▶ [EXERCISE BRIEF]:
Select and copy out every line in the records containing "segments".

(GIVEN INFORMATION)

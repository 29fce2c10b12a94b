//! Hierarchical navigation selection for the dashboard.
//!
//! The selection has four levels: section → child → unit → sub-tab. Changing
//! a level always clears every level below it, never above (resetting
//! hierarchy). The third level only exists under Inputs → Chemistry, the
//! fourth only when a unit is selected and is never derived from the URL.

use serde::{Deserialize, Serialize};

/// Section that carries second-level children relevant to units.
pub const SECTION_INPUTS: &str = "inputs";
/// The only child under which units are meaningful.
pub const CHILD_CHEMISTRY: &str = "chemistry";

/// Section selected by the root path and by the default state.
pub const DEFAULT_SECTION: &str = "map";

/// The four-level navigation selection.
///
/// Values are opaque strings: they come from trusted path parsing, so the
/// setters do not validate them against the known section/child sets.
/// Persisted as `{ "section", "child", "unit", "subTab" }`.
#[derive(Debug, Clone, PartialEq, Eq, Serialize, Deserialize)]
#[serde(default)]
pub struct NavigationState {
    pub section: String,
    pub child: String,
    pub unit: String,
    #[serde(rename = "subTab")]
    pub sub_tab: String,
}

impl Default for NavigationState {
    fn default() -> Self {
        Self {
            section: DEFAULT_SECTION.to_string(),
            child: String::new(),
            unit: String::new(),
            sub_tab: String::new(),
        }
    }
}

impl NavigationState {
    /// Set the top-level section.
    ///
    /// Leaving `inputs` clears the child; unless the updated state is
    /// inputs → chemistry, unit and sub-tab are cleared as well.
    pub fn set_section(&mut self, value: &str) {
        self.section = value.to_string();
        if self.section != SECTION_INPUTS {
            self.child.clear();
        }
        if self.section != SECTION_INPUTS || self.child != CHILD_CHEMISTRY {
            self.unit.clear();
            self.sub_tab.clear();
        }
    }

    /// Set the second-level child. Leaving `chemistry` clears unit and sub-tab.
    pub fn set_child(&mut self, value: &str) {
        self.child = value.to_string();
        if self.child != CHILD_CHEMISTRY {
            self.unit.clear();
            self.sub_tab.clear();
        }
    }

    /// Set the unit. The sub-tab is always reset when the unit changes.
    pub fn set_unit(&mut self, value: &str) {
        self.unit = value.to_string();
        self.sub_tab.clear();
    }

    /// Set the in-page sub-tab. Leaf level, no cascade.
    pub fn set_sub_tab(&mut self, value: &str) {
        self.sub_tab = value.to_string();
    }

    /// Re-run a tuple through the setter cascade.
    ///
    /// Stored records bypass the setters on load, so a corrupted or
    /// cross-version record could carry a combination the setters can never
    /// produce (e.g. a unit without chemistry). Valid tuples pass through
    /// unchanged.
    pub fn normalized(&self) -> Self {
        let mut state = Self::default();
        state.set_section(&self.section);
        if !self.child.is_empty() {
            state.set_child(&self.child);
        }
        if !self.unit.is_empty()
            && state.section == SECTION_INPUTS
            && state.child == CHILD_CHEMISTRY
        {
            state.set_unit(&self.unit);
        }
        if !self.sub_tab.is_empty() && !state.unit.is_empty() {
            state.set_sub_tab(&self.sub_tab);
        }
        state
    }
}

/// Selection derived from a URL path, applied to the store in level order.
#[derive(Debug, Clone, PartialEq, Eq)]
pub struct RoutePath {
    pub section: String,
    pub child: String,
    pub unit: String,
}

impl RoutePath {
    /// Parse a path into a three-level selection.
    ///
    /// Splits on `/` ignoring empty segments. An empty path selects `map`.
    /// The second segment is a child for every section, map included. The
    /// third segment is a unit only under `inputs`. No path shape maps to a
    /// sub-tab.
    pub fn parse(path: &str) -> Self {
        let mut segments = path.split('/').filter(|s| !s.is_empty());
        let section = segments.next().unwrap_or(DEFAULT_SECTION).to_string();
        let child = segments.next().unwrap_or_default().to_string();
        let unit = if section == SECTION_INPUTS {
            segments.next().unwrap_or_default().to_string()
        } else {
            String::new()
        };
        Self {
            section,
            child,
            unit,
        }
    }

    /// Apply this path selection to a state.
    ///
    /// The setters must run in section → child → unit order: each cascade
    /// depends on the level above it being updated first. The unit setter is
    /// only invoked for a non-empty segment, so navigating up to
    /// `/inputs/chemistry` keeps a unit that was selected in-page.
    pub fn apply_to(&self, state: &mut NavigationState) {
        state.set_section(&self.section);
        state.set_child(&self.child);
        if !self.unit.is_empty() {
            state.set_unit(&self.unit);
        }
    }
}

#[cfg(test)]
mod tests {
    use super::*;

    fn state(section: &str, child: &str, unit: &str, sub_tab: &str) -> NavigationState {
        NavigationState {
            section: section.to_string(),
            child: child.to_string(),
            unit: unit.to_string(),
            sub_tab: sub_tab.to_string(),
        }
    }

    #[test]
    fn default_selection_is_map() {
        assert_eq!(NavigationState::default(), state("map", "", "", ""));
    }

    #[test]
    fn set_section_away_from_inputs_clears_everything_below() {
        let mut s = state("inputs", "chemistry", "reactor", "effluent-ph");
        s.set_section("calculate");
        assert_eq!(s, state("calculate", "", "", ""));
    }

    #[test]
    fn set_section_to_inputs_keeps_chemistry_child() {
        let mut s = state("inputs", "chemistry", "reactor", "effluent-ph");
        s.set_section("inputs");
        assert_eq!(s, state("inputs", "chemistry", "reactor", "effluent-ph"));
    }

    #[test]
    fn set_section_to_inputs_with_other_child_clears_unit() {
        let mut s = state("inputs", "general", "reactor", "effluent-ph");
        s.set_section("inputs");
        assert_eq!(s, state("inputs", "general", "", ""));
    }

    #[test]
    fn set_child_away_from_chemistry_clears_unit_and_sub_tab() {
        let mut s = state("inputs", "chemistry", "reactor", "effluent-ph");
        s.set_child("general");
        assert_eq!(s, state("inputs", "general", "", ""));
    }

    #[test]
    fn set_unit_always_clears_sub_tab() {
        let mut s = state("inputs", "chemistry", "reactor", "effluent-ph");
        s.set_unit("cooling-towers");
        assert_eq!(s, state("inputs", "chemistry", "cooling-towers", ""));
    }

    #[test]
    fn set_sub_tab_has_no_cascade() {
        let mut s = state("inputs", "chemistry", "reactor", "");
        s.set_sub_tab("effluent-flow");
        assert_eq!(s, state("inputs", "chemistry", "reactor", "effluent-flow"));
    }

    #[test]
    fn setters_are_idempotent() {
        let mut once = state("inputs", "chemistry", "reactor", "effluent-ph");
        let mut twice = once.clone();
        once.set_child("general");
        twice.set_child("general");
        twice.set_child("general");
        assert_eq!(once, twice);
    }

    #[test]
    fn full_drill_down_and_reset() {
        let mut s = NavigationState::default();
        s.set_section("inputs");
        assert_eq!(s, state("inputs", "", "", ""));
        s.set_child("chemistry");
        assert_eq!(s, state("inputs", "chemistry", "", ""));
        s.set_unit("reactor");
        assert_eq!(s, state("inputs", "chemistry", "reactor", ""));
        s.set_section("map");
        assert_eq!(s, state("map", "", "", ""));
    }

    #[test]
    fn arbitrary_section_strings_are_stored_opaquely() {
        let mut s = state("inputs", "chemistry", "reactor", "");
        s.set_section("warehouse");
        assert_eq!(s, state("warehouse", "", "", ""));
    }

    #[test]
    fn parse_root_path_selects_map() {
        assert_eq!(
            RoutePath::parse("/"),
            RoutePath {
                section: "map".to_string(),
                child: String::new(),
                unit: String::new(),
            }
        );
        assert_eq!(RoutePath::parse(""), RoutePath::parse("/"));
    }

    #[test]
    fn parse_inputs_chemistry_reactor() {
        let mut s = NavigationState::default();
        RoutePath::parse("/inputs/chemistry/reactor").apply_to(&mut s);
        assert_eq!(s, state("inputs", "chemistry", "reactor", ""));
    }

    #[test]
    fn parse_keeps_child_symmetry_for_map() {
        let mut s = NavigationState::default();
        RoutePath::parse("/map/overview").apply_to(&mut s);
        assert_eq!(s, state("map", "overview", "", ""));
    }

    #[test]
    fn parse_ignores_unit_segment_outside_inputs() {
        let route = RoutePath::parse("/calculate/models/extra");
        assert_eq!(route.section, "calculate");
        assert_eq!(route.child, "models");
        assert_eq!(route.unit, "");
    }

    #[test]
    fn parse_tolerates_trailing_and_doubled_slashes() {
        assert_eq!(
            RoutePath::parse("/inputs//chemistry/reactor/"),
            RoutePath::parse("/inputs/chemistry/reactor")
        );
    }

    #[test]
    fn navigating_up_to_child_keeps_in_page_unit_and_sub_tab() {
        let mut s = state("inputs", "chemistry", "reactor", "effluent-ph");
        RoutePath::parse("/inputs/chemistry").apply_to(&mut s);
        assert_eq!(s, state("inputs", "chemistry", "reactor", "effluent-ph"));
    }

    #[test]
    fn unknown_path_parses_opaquely() {
        let mut s = NavigationState::default();
        RoutePath::parse("/warehouse/shelf").apply_to(&mut s);
        assert_eq!(s, state("warehouse", "shelf", "", ""));
    }

    #[test]
    fn serde_round_trip_preserves_reachable_states() {
        let s = state("inputs", "chemistry", "cooling-towers", "operating-temp");
        let json = serde_json::to_string(&s).unwrap();
        assert_eq!(serde_json::from_str::<NavigationState>(&json).unwrap(), s);
    }

    #[test]
    fn serde_uses_camel_case_sub_tab_key() {
        let s = state("inputs", "chemistry", "reactor", "effluent-ph");
        let json = serde_json::to_string(&s).unwrap();
        assert!(json.contains("\"subTab\":\"effluent-ph\""));
    }

    #[test]
    fn partial_record_fills_missing_fields_with_defaults() {
        let s: NavigationState = serde_json::from_str("{\"section\":\"outputs\"}").unwrap();
        assert_eq!(s, state("outputs", "", "", ""));
    }

    #[test]
    fn normalized_passes_valid_tuples_through() {
        let s = state("inputs", "chemistry", "cooling-towers", "");
        assert_eq!(s.normalized(), s);
        let deep = state("inputs", "chemistry", "reactor", "effluent-ph");
        assert_eq!(deep.normalized(), deep);
    }

    #[test]
    fn normalized_repairs_unit_without_chemistry() {
        let s = state("outputs", "reports", "reactor", "effluent-ph");
        assert_eq!(s.normalized(), state("outputs", "reports", "", ""));
    }

    #[test]
    fn normalized_drops_sub_tab_without_unit() {
        let s = state("inputs", "chemistry", "", "effluent-ph");
        assert_eq!(s.normalized(), state("inputs", "chemistry", "", ""));
    }
}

(End GIVEN INFORMATION)

▶ [RESULT FOR THIS TASK]:
    /// Splits on `/` ignoring empty segments. An empty path selects `map`.
        let mut segments = path.split('/').filter(|s| !s.is_empty());
        let section = segments.next().unwrap_or(DEFAULT_SECTION).to_string();
        let child = segments.next().unwrap_or_default().to_string();
            segments.next().unwrap_or_default().to_string()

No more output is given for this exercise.